- EXTRACTED RECORDS -

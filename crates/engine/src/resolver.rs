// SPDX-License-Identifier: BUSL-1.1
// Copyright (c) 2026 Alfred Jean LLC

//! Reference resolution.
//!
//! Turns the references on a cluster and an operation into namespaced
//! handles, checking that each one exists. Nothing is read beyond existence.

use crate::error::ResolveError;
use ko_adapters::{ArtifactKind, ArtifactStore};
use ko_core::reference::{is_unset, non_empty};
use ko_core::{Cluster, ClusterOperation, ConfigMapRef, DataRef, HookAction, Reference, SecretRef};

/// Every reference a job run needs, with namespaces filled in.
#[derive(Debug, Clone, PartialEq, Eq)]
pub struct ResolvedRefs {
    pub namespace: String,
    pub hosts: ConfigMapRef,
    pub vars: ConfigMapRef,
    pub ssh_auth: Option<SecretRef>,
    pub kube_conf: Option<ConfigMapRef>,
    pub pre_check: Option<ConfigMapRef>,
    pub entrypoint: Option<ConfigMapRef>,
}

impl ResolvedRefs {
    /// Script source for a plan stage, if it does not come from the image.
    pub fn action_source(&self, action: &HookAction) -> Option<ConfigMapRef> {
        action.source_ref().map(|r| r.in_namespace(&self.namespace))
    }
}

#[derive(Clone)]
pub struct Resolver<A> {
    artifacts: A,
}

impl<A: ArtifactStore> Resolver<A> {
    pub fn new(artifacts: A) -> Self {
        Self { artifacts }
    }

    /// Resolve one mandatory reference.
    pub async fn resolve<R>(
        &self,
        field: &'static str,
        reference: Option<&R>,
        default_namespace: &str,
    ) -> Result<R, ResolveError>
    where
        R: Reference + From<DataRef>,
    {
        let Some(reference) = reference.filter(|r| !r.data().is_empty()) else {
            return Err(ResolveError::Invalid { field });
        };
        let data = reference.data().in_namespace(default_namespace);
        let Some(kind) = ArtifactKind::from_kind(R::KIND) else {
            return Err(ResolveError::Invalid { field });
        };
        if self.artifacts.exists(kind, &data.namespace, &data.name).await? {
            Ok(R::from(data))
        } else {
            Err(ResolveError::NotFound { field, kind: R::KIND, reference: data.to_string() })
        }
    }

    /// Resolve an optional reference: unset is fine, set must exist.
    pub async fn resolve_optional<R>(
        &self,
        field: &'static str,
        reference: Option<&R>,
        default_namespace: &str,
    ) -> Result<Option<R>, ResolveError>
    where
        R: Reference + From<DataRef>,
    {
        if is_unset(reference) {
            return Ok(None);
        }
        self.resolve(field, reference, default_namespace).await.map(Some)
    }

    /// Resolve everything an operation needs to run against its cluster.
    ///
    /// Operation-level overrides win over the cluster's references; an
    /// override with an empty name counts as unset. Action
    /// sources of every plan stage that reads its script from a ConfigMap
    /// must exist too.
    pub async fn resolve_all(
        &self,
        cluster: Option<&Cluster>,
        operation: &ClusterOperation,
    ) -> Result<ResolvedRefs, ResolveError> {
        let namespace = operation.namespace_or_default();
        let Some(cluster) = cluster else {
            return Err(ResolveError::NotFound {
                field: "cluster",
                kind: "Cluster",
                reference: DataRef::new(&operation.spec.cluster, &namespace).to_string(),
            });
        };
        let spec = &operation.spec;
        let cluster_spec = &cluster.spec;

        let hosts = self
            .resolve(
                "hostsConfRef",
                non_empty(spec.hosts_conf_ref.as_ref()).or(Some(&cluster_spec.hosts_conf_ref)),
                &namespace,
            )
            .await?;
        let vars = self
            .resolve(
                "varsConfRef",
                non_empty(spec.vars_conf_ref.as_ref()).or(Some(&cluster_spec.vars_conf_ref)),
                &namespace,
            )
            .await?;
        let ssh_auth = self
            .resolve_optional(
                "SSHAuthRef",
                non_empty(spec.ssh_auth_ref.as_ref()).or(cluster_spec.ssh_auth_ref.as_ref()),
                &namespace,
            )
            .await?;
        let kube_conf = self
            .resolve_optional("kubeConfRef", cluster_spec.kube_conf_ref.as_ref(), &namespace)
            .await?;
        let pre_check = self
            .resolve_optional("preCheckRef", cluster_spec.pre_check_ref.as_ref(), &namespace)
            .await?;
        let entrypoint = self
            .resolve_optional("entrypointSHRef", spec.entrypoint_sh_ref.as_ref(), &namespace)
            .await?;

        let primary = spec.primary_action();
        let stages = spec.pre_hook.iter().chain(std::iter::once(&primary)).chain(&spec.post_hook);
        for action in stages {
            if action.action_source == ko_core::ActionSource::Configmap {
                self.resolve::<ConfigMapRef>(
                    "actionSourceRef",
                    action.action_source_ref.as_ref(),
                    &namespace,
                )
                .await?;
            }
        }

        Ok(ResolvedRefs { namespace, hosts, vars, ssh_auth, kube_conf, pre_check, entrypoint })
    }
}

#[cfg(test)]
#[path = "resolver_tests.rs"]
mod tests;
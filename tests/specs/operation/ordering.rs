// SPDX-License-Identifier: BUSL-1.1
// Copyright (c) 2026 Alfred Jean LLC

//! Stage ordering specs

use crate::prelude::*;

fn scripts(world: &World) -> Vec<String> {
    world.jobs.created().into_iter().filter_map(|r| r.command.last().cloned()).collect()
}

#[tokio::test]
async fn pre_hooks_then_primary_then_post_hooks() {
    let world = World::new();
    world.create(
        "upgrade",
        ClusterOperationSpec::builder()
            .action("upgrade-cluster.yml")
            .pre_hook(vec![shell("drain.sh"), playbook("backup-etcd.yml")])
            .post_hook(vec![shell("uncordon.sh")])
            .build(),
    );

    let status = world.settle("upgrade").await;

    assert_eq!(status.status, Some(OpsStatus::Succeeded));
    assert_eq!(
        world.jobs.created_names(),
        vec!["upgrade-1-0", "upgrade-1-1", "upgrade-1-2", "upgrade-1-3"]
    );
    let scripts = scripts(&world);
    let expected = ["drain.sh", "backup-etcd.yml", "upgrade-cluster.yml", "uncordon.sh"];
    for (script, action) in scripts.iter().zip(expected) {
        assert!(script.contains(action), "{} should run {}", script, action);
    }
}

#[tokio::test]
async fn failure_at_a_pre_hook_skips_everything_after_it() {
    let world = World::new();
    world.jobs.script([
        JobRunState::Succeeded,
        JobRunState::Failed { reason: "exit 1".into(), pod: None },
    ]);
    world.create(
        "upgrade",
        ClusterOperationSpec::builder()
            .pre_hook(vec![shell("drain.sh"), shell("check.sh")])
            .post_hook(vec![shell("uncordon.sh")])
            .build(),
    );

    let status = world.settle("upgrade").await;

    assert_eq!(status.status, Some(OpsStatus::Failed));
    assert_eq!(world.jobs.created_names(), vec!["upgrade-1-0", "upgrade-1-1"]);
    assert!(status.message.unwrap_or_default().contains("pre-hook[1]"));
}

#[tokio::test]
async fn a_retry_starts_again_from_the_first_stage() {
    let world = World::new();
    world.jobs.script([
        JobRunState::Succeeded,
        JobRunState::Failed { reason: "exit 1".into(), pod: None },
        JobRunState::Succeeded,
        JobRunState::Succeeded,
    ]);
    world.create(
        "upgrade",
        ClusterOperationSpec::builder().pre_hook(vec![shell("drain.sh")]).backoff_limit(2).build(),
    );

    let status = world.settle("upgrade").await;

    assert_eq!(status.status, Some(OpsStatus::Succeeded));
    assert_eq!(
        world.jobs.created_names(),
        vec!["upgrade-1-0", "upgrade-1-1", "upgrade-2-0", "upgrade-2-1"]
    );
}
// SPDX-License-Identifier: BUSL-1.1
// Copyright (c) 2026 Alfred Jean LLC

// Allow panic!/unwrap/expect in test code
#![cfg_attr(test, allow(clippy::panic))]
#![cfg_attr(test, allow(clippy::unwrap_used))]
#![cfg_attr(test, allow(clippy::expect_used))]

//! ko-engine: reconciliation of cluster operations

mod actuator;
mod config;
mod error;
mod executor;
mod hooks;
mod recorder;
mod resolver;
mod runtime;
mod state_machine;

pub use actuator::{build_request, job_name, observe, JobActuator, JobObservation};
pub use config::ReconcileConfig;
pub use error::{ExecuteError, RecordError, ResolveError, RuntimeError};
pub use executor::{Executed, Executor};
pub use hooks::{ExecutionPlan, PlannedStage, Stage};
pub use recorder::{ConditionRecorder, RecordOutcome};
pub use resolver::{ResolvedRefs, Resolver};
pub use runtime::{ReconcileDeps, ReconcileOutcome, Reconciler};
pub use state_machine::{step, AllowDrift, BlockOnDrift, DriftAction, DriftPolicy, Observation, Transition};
--
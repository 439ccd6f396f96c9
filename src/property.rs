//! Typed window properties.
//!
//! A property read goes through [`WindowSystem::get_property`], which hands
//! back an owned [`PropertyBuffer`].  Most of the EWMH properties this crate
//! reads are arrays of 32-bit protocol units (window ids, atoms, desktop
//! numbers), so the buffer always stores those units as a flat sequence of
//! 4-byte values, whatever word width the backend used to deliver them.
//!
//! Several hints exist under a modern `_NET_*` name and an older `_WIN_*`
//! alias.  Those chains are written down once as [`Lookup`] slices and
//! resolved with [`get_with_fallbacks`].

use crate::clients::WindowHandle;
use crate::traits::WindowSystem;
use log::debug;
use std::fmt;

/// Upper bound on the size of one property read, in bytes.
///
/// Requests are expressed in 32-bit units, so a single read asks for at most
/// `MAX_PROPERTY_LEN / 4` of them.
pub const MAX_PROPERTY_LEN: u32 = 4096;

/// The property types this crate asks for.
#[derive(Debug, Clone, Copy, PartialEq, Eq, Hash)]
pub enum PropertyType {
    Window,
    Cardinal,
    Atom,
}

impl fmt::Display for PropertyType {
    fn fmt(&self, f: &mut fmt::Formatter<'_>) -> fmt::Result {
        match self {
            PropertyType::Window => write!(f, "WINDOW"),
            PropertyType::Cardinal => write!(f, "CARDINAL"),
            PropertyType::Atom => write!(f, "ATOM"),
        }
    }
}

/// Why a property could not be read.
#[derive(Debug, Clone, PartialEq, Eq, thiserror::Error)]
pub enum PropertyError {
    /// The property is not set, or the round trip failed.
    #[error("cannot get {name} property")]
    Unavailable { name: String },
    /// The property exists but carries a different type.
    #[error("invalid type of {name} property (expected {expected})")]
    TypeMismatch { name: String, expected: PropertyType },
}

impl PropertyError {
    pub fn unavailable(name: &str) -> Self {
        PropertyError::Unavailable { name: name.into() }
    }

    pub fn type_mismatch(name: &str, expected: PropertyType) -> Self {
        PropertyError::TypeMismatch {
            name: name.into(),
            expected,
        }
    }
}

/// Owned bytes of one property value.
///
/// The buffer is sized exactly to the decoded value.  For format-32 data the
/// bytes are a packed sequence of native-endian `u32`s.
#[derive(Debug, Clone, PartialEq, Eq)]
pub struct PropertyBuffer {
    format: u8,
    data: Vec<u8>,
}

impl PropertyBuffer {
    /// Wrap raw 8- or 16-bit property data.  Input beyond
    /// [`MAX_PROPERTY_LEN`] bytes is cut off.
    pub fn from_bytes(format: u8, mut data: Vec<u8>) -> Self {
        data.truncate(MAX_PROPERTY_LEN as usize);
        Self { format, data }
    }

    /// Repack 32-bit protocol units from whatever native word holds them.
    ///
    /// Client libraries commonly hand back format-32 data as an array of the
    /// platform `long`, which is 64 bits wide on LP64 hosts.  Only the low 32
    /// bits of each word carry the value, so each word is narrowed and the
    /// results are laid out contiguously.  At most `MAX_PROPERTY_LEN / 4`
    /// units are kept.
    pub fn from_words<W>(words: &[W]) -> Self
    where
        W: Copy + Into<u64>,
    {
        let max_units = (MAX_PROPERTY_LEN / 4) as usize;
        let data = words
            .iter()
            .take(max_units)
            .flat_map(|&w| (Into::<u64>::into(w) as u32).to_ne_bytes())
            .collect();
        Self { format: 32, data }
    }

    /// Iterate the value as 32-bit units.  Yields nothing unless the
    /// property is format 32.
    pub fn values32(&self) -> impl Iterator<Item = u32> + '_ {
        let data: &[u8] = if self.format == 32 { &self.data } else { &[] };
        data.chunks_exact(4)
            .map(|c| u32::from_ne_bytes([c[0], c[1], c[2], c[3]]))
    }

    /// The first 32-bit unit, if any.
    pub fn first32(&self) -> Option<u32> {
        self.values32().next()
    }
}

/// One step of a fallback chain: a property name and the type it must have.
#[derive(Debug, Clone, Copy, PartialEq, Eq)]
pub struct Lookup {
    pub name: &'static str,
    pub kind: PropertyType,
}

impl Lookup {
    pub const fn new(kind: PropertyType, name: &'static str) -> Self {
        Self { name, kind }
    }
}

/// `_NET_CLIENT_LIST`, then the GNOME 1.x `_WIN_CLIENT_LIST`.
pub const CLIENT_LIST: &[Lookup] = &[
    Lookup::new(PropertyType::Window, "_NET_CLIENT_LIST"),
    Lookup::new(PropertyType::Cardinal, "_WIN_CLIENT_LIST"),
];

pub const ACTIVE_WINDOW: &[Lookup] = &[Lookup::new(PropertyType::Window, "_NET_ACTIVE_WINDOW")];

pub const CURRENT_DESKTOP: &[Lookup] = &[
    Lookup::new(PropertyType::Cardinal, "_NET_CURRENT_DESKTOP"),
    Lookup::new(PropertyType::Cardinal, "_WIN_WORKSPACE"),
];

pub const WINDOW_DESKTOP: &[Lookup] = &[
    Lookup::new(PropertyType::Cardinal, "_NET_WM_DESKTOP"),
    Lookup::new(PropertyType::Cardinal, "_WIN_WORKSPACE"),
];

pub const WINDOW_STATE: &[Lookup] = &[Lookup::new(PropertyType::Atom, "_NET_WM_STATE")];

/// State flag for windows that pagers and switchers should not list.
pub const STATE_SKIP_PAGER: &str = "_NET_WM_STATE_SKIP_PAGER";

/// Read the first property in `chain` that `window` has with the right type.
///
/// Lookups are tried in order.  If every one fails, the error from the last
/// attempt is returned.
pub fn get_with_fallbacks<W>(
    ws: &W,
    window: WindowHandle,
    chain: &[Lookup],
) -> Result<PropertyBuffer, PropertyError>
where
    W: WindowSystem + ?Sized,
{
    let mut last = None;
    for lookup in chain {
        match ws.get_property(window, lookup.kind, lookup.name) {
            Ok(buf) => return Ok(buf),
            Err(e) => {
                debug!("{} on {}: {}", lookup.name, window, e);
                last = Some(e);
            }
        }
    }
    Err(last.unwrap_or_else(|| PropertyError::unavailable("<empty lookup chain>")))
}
* * *
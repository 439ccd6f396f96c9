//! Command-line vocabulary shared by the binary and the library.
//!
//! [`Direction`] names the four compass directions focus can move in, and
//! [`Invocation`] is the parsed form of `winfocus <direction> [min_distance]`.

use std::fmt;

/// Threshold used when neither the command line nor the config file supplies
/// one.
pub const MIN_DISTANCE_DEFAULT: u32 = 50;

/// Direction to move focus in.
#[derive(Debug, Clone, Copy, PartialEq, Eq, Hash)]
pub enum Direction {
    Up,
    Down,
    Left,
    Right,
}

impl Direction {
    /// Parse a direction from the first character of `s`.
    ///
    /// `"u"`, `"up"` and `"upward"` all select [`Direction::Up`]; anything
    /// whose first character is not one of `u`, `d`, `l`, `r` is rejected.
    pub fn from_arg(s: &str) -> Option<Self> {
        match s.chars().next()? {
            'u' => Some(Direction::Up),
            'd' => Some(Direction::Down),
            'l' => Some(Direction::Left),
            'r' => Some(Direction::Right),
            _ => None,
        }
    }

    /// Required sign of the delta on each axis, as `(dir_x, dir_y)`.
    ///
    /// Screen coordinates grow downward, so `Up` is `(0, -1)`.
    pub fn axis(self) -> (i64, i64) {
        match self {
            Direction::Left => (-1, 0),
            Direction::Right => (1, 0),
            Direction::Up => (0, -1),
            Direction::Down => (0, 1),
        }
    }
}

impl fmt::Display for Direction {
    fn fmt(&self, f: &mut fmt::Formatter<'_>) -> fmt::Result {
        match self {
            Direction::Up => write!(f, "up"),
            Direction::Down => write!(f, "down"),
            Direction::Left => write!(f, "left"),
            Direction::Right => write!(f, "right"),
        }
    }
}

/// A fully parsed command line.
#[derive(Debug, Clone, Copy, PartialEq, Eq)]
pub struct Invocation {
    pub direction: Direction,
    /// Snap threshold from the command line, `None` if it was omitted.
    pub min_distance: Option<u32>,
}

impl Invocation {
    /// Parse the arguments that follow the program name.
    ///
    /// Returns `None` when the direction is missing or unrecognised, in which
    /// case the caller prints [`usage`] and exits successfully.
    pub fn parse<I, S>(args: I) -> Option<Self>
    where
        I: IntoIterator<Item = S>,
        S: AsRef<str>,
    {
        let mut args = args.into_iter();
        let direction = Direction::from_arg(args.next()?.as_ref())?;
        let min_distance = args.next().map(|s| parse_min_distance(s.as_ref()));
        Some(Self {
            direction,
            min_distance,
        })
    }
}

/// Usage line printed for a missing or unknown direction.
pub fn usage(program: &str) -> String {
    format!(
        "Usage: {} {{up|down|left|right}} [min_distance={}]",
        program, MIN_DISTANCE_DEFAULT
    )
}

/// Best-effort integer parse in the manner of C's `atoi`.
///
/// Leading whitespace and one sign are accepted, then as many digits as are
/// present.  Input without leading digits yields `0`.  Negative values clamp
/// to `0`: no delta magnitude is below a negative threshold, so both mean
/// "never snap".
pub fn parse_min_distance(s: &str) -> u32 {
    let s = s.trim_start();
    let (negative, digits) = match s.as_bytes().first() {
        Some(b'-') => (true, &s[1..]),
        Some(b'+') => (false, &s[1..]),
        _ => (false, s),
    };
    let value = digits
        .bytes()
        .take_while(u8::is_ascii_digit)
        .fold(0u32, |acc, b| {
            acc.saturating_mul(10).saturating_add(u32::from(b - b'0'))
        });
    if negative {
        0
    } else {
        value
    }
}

- EXERCISE -
An exact copy of the lines above, from the one containing "filename crates/engine/src/resolver.rs" through the one containing "namespaces filled in.", is the whole of the answer.

- EXERCISE RESULT -
filename crates/engine/src/resolver.rs
// SPDX-License-Identifier: BUSL-1.1
// Copyright (c) 2026 Alfred Jean LLC

//! Reference resolution.
//!
//! Turns the references on a cluster and an operation into namespaced
//! handles, checking that each one exists. Nothing is read beyond existence.

use crate::error::ResolveError;
use ko_adapters::{ArtifactKind, ArtifactStore};
use ko_core::reference::{is_unset, non_empty};
use ko_core::{Cluster, ClusterOperation, ConfigMapRef, DataRef, HookAction, Reference, SecretRef};

/// Every reference a job run needs, with namespaces filled in.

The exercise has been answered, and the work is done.